RAW DATA:
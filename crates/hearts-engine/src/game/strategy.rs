use crate::model::card::Card;
use crate::model::hand::Hand;
use crate::model::player::PlayerPosition;
use crate::model::trick::Trick;
use async_trait::async_trait;
use thiserror::Error;

/// What a seat sees when asked for its three passing cards.
#[derive(Debug, Clone, Copy)]
pub struct PassContext<'a> {
    pub seat: PlayerPosition,
    pub name: &'a str,
    pub hand: &'a Hand,
    pub recipient: PlayerPosition,
    pub recipient_name: &'a str,
    pub round_number: u32,
}

/// What a seat sees when it is on move.
#[derive(Debug, Clone, Copy)]
pub struct PlayContext<'a> {
    pub seat: PlayerPosition,
    pub names: &'a [String; 4],
    pub hand: &'a Hand,
    pub legal: &'a [Card],
    pub trick: &'a Trick,
    pub captured: &'a [Vec<Card>; 4],
    pub trick_index: usize,
    pub hearts_broken: bool,
}

#[derive(Debug, Error)]
pub enum StrategyError {
    #[error("input closed before a decision was made")]
    InputClosed,
    #[error("no legal card was offered")]
    NoLegalCards,
    #[error("no valid decision after {attempts} attempts")]
    Exhausted { attempts: u32 },
    #[error("decision backend failed: {0}")]
    Backend(String),
    #[error(transparent)]
    Io(#[from] std::io::Error),
}

/// Decision maker for one seat. Implementations validate their own input and
/// only return a pass of three distinct held cards and a card from `legal`.
#[async_trait]
pub trait Strategy: Send {
    async fn pass_three_cards(&mut self, ctx: PassContext<'_>) -> Result<[Card; 3], StrategyError>;

    async fn select_card_for_trick(&mut self, ctx: PlayContext<'_>) -> Result<Card, StrategyError>;
}

#[async_trait]
impl<S: Strategy + ?Sized> Strategy for Box<S> {
    async fn pass_three_cards(&mut self, ctx: PassContext<'_>) -> Result<[Card; 3], StrategyError> {
        (**self).pass_three_cards(ctx).await
    }

    async fn select_card_for_trick(&mut self, ctx: PlayContext<'_>) -> Result<Card, StrategyError> {
        (**self).select_card_for_trick(ctx).await
    }
}
//! Pure rule engine: which cards may be played, who takes a finished trick,
//! and whether somebody shot the moon.

use crate::model::card::{Card, TOTAL_PENALTY};
use crate::model::hand::Hand;
use crate::model::player::PlayerPosition;
use crate::model::round::Round;
use crate::model::table::Table;
use crate::model::trick::Trick;
use thiserror::Error;

#[derive(Debug, Clone, PartialEq, Eq, Error)]
pub enum RuleError {
    #[error("trick has {0} of 4 cards and cannot be resolved")]
    IncompleteTrick(usize),
}

/// Result of closing a trick.
#[derive(Debug, Clone, PartialEq, Eq)]
pub struct TrickOutcome {
    pub winner: PlayerPosition,
    pub trick: Trick,
    pub points: u8,
}

/// Legal subset of `hand` for the seat on move. Never empty for a non-empty hand.
///
/// Holding the Two of Clubs forces it regardless of position in the trick.
/// Otherwise the lead suit must be followed when possible. A seat that cannot
/// follow, or is leading, sheds penalty cards on the first trick only when it
/// has nothing else, and may lead hearts before they are broken only when it
/// holds nothing but hearts.
pub fn legal_plays(hand: &Hand, round: &Round) -> Vec<Card> {
    if let Some(&two) = hand.iter().find(|card| card.is_two_of_clubs()) {
        return vec![two];
    }

    let trick = round.current_trick();
    if let Some(suit) = trick.lead_suit().filter(|&suit| hand.has_suit(suit)) {
        return hand.iter().copied().filter(|c| c.suit == suit).collect();
    }

    let mut candidates = hand.cards().to_vec();
    if round.is_first_trick() {
        candidates = retain_unless_empty(candidates, |card| !card.is_penalty());
    }
    if trick.is_empty() && !round.hearts_broken() {
        candidates = retain_unless_empty(candidates, |card| !card.suit.is_heart());
    }
    candidates
}

fn retain_unless_empty(cards: Vec<Card>, keep: impl Fn(&Card) -> bool) -> Vec<Card> {
    let kept: Vec<Card> = cards.iter().copied().filter(|card| keep(card)).collect();
    if kept.is_empty() { cards } else { kept }
}

/// Highest card of the lead suit. Off-suit cards never win.
pub fn trick_winner(trick: &Trick) -> Option<PlayerPosition> {
    let lead_suit = trick.lead_suit()?;
    trick
        .plays()
        .iter()
        .filter(|play| play.card.suit == lead_suit)
        .max_by_key(|play| play.card.rank)
        .map(|play| play.position)
}

/// Closes the current trick: the winner captures all four cards and leads next.
pub fn resolve_trick(round: &mut Round, table: &mut Table) -> Result<TrickOutcome, RuleError> {
    let trick = round.current_trick();
    if !trick.is_complete() {
        return Err(RuleError::IncompleteTrick(trick.len()));
    }
    let winner = trick_winner(trick).ok_or(RuleError::IncompleteTrick(0))?;

    let finished = round.complete_trick(winner);
    table.record_trick_capture(winner, finished.cards());
    Ok(TrickOutcome {
        winner,
        points: finished.penalty_total(),
        trick: finished,
    })
}

/// Seat holding every penalty card this round, if any.
pub fn detect_moonshot(table: &Table) -> Option<PlayerPosition> {
    PlayerPosition::LOOP
        .iter()
        .copied()
        .find(|seat| table.captured_points(*seat) == TOTAL_PENALTY)
}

WHAT YOU NEED TO DO:
Copy from the entries above each line in which the string "PartialEq" can be found.

RESULT OF THE TASK:
#[derive(Debug, Clone, PartialEq, Eq, Error)]
#[derive(Debug, Clone, PartialEq, Eq)]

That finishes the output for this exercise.